妊活中に食べたほうが良いもの!食べ物選びでプレコンセプションケア
病院に行く前に自分でできることってないかな?など、妊活を意識し始めたときに、まず見直したいのが毎日の食事です。
私たちの身体は毎日の食事でできています。食べ物が変わると、身体が変わります。
今日は、妊活のために食べたほうがいいものや、妊活と食事との関係について、現役助産師ライター増田がご紹介します。
妊活に良い食べ物は?見直したい食習慣の大切さ
「身体づくり」や「健康」と聞いて、何を一番にイメージしますか?
健康な身体づくりといえば、食事・睡眠・運動などの生活習慣を整えること。中でも『食事』は私達の身体のエネルギー源になったり成長発達に欠かせないものです。
もちろん、妊活という点でも妊娠前からの身体づくりが大切だとされています。厚生労働省でも「プレコンセプションケア」の一環として、妊娠前からの食生活について指針があったりします。(※1)
しかし、実際に妊活中に一体何をどうやって食べるといいのか、反対に何をどうやって食べると良くないのか分かりませんよね。実は、自分の中で「当たり前」になっている食習慣が、妊活に影響しているかもしれません。
妊活がうまくいかない…?普段の食べ物をチェック
妊活目的でクリニックに受診されると、まずはBMIや、食生活や嗜好品の有無、女性の場合は月経に関する情報も伺います。女性の月経周期や男性の精液所見は、ストレスや生活習慣に大きく影響を受けます。
受診されてすぐに治療を開始する場合もありますが、まずは食事を見直したり、適正体重を目指しましょうということも。

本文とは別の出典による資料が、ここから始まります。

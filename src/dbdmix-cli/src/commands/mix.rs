//! Mix command handler
//!
//! Enumerates attachment combinations for each slot and base model and writes
//! the results report.

use anyhow::{bail, Context, Result};
use dbdmix::{MixResults, Mixer};
use std::fs;
use std::path::{Path, PathBuf};

use super::session::Session;
use crate::cli::SettingsArgs;

/// Options for a mixing run
#[derive(Debug, Default)]
pub struct MixOptions {
    pub slot: Option<String>,
    pub base_model: Option<String>,
    pub output: Option<PathBuf>,
    pub print: bool,
    pub overwrite: bool,
    pub dry_run: bool,
}

/// Reject a slot or base model the catalog doesn't know
pub fn validate_selection(mixer: &Mixer, slot: Option<&str>, base_model: Option<&str>) -> Result<()> {
    let catalog = mixer.catalog();

    if let Some(slot) = slot {
        if catalog.slot(slot).is_none() {
            bail!("Unknown slot: {}", slot);
        }
    }

    if let Some(model) = base_model {
        let known = match slot {
            Some(slot) => catalog.has_base_model(slot, model),
            None => catalog.slots().any(|s| s.base_models().any(|m| m == model)),
        };
        if !known {
            bail!("Unknown base model: {}", model);
        }
    }

    Ok(())
}

/// Print per slot and base model counts, and optionally every combination
pub fn print_summary(results: &MixResults, print_combos: bool) {
    for (slot, models) in &results.slots {
        println!("{}:", slot);
        for (model, mix) in models {
            println!(
                "  {}: {} combination(s), {} skipped",
                model,
                mix.combinations.len(),
                mix.skipped
            );
            if print_combos {
                for combo in &mix.combinations {
                    println!("    {}", combo);
                }
            }
        }
    }
    println!();
    println!(
        "Total: {} combination(s), {} skipped",
        results.total_combinations, results.total_skipped
    );
}

/// Write the results report, refusing to replace an existing file unless asked
pub fn write_results(results: &MixResults, path: &Path, overwrite: bool) -> Result<()> {
    if path.exists() && !overwrite {
        bail!(
            "{} already exists (use --overwrite to replace it)",
            path.display()
        );
    }

    let yaml = results.to_yaml().context("Failed to serialize results")?;
    fs::write(path, yaml).with_context(|| format!("Failed to write {}", path.display()))?;

    Ok(())
}

/// Main handler for the mix command
pub fn handle(args: &SettingsArgs, options: MixOptions) -> Result<()> {
    let session = Session::open(args)?;
    let mixer = session.mixer()?;

    let slot = options.slot.as_deref();
    let base_model = options.base_model.as_deref();
    validate_selection(&mixer, slot, base_model)?;

    let results = mixer.mix_selected(slot, base_model);
    print_summary(&results, options.print);

    let output = options
        .output
        .unwrap_or_else(|| dbdmix::results_path(&session.settings_path));

    if options.dry_run {
        tracing::info!("Dry run: not writing {}", output.display());
        return Ok(());
    }

    write_results(&results, &output, options.overwrite)?;
    println!("Results written to {}", output.display());

    Ok(())
}

#[cfg(test)]
mod tests {
    use super::*;
    use dbdmix::{Attachment, PartCatalog, Settings};

    fn create_test_mixer() -> Mixer {
        let mut catalog = PartCatalog::new();
        catalog
            .insert(Attachment::new("SurvivorTorso", "KateGuitar"))
            .unwrap();
        catalog
            .insert(Attachment::new("SurvivorTorso", "KatePurpleHat"))
            .unwrap();
        let settings = Settings::from_yaml(
            "baseModels:\n  SurvivorTorso: [KateBikerVariantsReadyToRide]\n",
        )
        .unwrap();
        Mixer::new(&settings, catalog).unwrap()
    }

    #[test]
    fn test_validate_selection() {
        let mixer = create_test_mixer();

        assert!(validate_selection(&mixer, None, None).is_ok());
        assert!(validate_selection(&mixer, Some("SurvivorTorso"), None).is_ok());
        assert!(validate_selection(&mixer, None, Some("KateBikerVariantsReadyToRide")).is_ok());
        assert!(validate_selection(&mixer, Some("SurvivorLegs"), None).is_err());
        assert!(validate_selection(&mixer, Some("SurvivorTorso"), Some("Nobody")).is_err());
    }

    #[test]
    fn test_write_results_respects_overwrite() {
        let temp_dir = tempfile::tempdir().unwrap();
        let path = temp_dir.path().join("settings-results.yaml");
        let results = create_test_mixer().mix_all();

        write_results(&results, &path, false).unwrap();
        assert!(write_results(&results, &path, false).is_err());
        write_results(&results, &path, true).unwrap();

        let written = fs::read_to_string(&path).unwrap();
        assert_eq!(MixResults::from_yaml(&written).unwrap(), results);
        assert_eq!(results.total_combinations, 4);
    }
}
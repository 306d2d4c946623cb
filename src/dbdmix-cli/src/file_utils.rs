//! Discovery of attachment definition files

use anyhow::{Context, Result};
use std::path::Path;

/// Extensions accepted for attachment definitions
pub const DEFINITION_EXTENSIONS: [&str; 2] = ["yaml", "yml"];

/// Walk `root` for attachment definition files in file name order.
///
/// The handler gets each file and the name of the folder holding it, or
/// `None` for files directly under `root`. Unreadable folders are errors.
pub fn walk_definition_files<F>(root: &Path, mut handler: F) -> Result<()>
where
    F: FnMut(&Path, Option<&str>) -> Result<()>,
{
    for entry in walkdir::WalkDir::new(root).sort_by_file_name() {
        let entry =
            entry.with_context(|| format!("Failed to walk attachments folder {}", root.display()))?;
        if !entry.file_type().is_file() || !is_definition(entry.path()) {
            continue;
        }

        let slot_folder = entry
            .path()
            .parent()
            .filter(|parent| *parent != root)
            .and_then(|parent| parent.file_name())
            .and_then(|name| name.to_str());

        handler(entry.path(), slot_folder)?;
    }

    Ok(())
}

fn is_definition(path: &Path) -> bool {
    path.extension()
        .and_then(|e| e.to_str())
        .is_some_and(|e| DEFINITION_EXTENSIONS.iter().any(|ext| e.eq_ignore_ascii_case(ext)))
}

つまり、妊活と普段の生活は密接に関係しているのです。
妊活中の食べ物選びのコツ「まごわやさしい」とは?
妊活のためには、妊娠前からの身体作りがとても大切。日本では、依然として若い世代の「やせ」が多いことなどの課題を受け、厚生労働省では指針が示されています。
大切なのは、妊娠前から『バランスの良い食事』をとること。
分かりやすい語呂合わせに【ま・ご・わ・や・さ・し・い】というものがあります。
ま・・・豆類やお豆腐や味噌など
ご・・・ゴマなどの種実類
わ・・・わかめなどの海藻類
や・・・野菜全般
さ・・・魚介類
し・・・椎茸などのキノコ類
い・・・いも類
これらの食材を毎日の食事に取り入れましょう。その中でも特に意識したいポイントも紹介していきます。
【妊活中に良い食べ物】積極的に摂りたいもの7つ
具体的に妊活の観点では、どんな食べ物を摂ればいいのか。まずは抑えておきたいポイント7つがこちらです。
1.鉄分豊富な赤身肉や魚【血液を作り酸素を運ぶ】
女性の身体には月経があるため、元々男性に比べて鉄分が不足しやすい傾向があります。
鉄分は、身体に酸素を運ぶ働きや、子宮内の粘膜を作るという働きを担っています。妊活のためには、血液の循環が良いことや、受精卵が着床しやすい厚みのある子宮内膜が必要です。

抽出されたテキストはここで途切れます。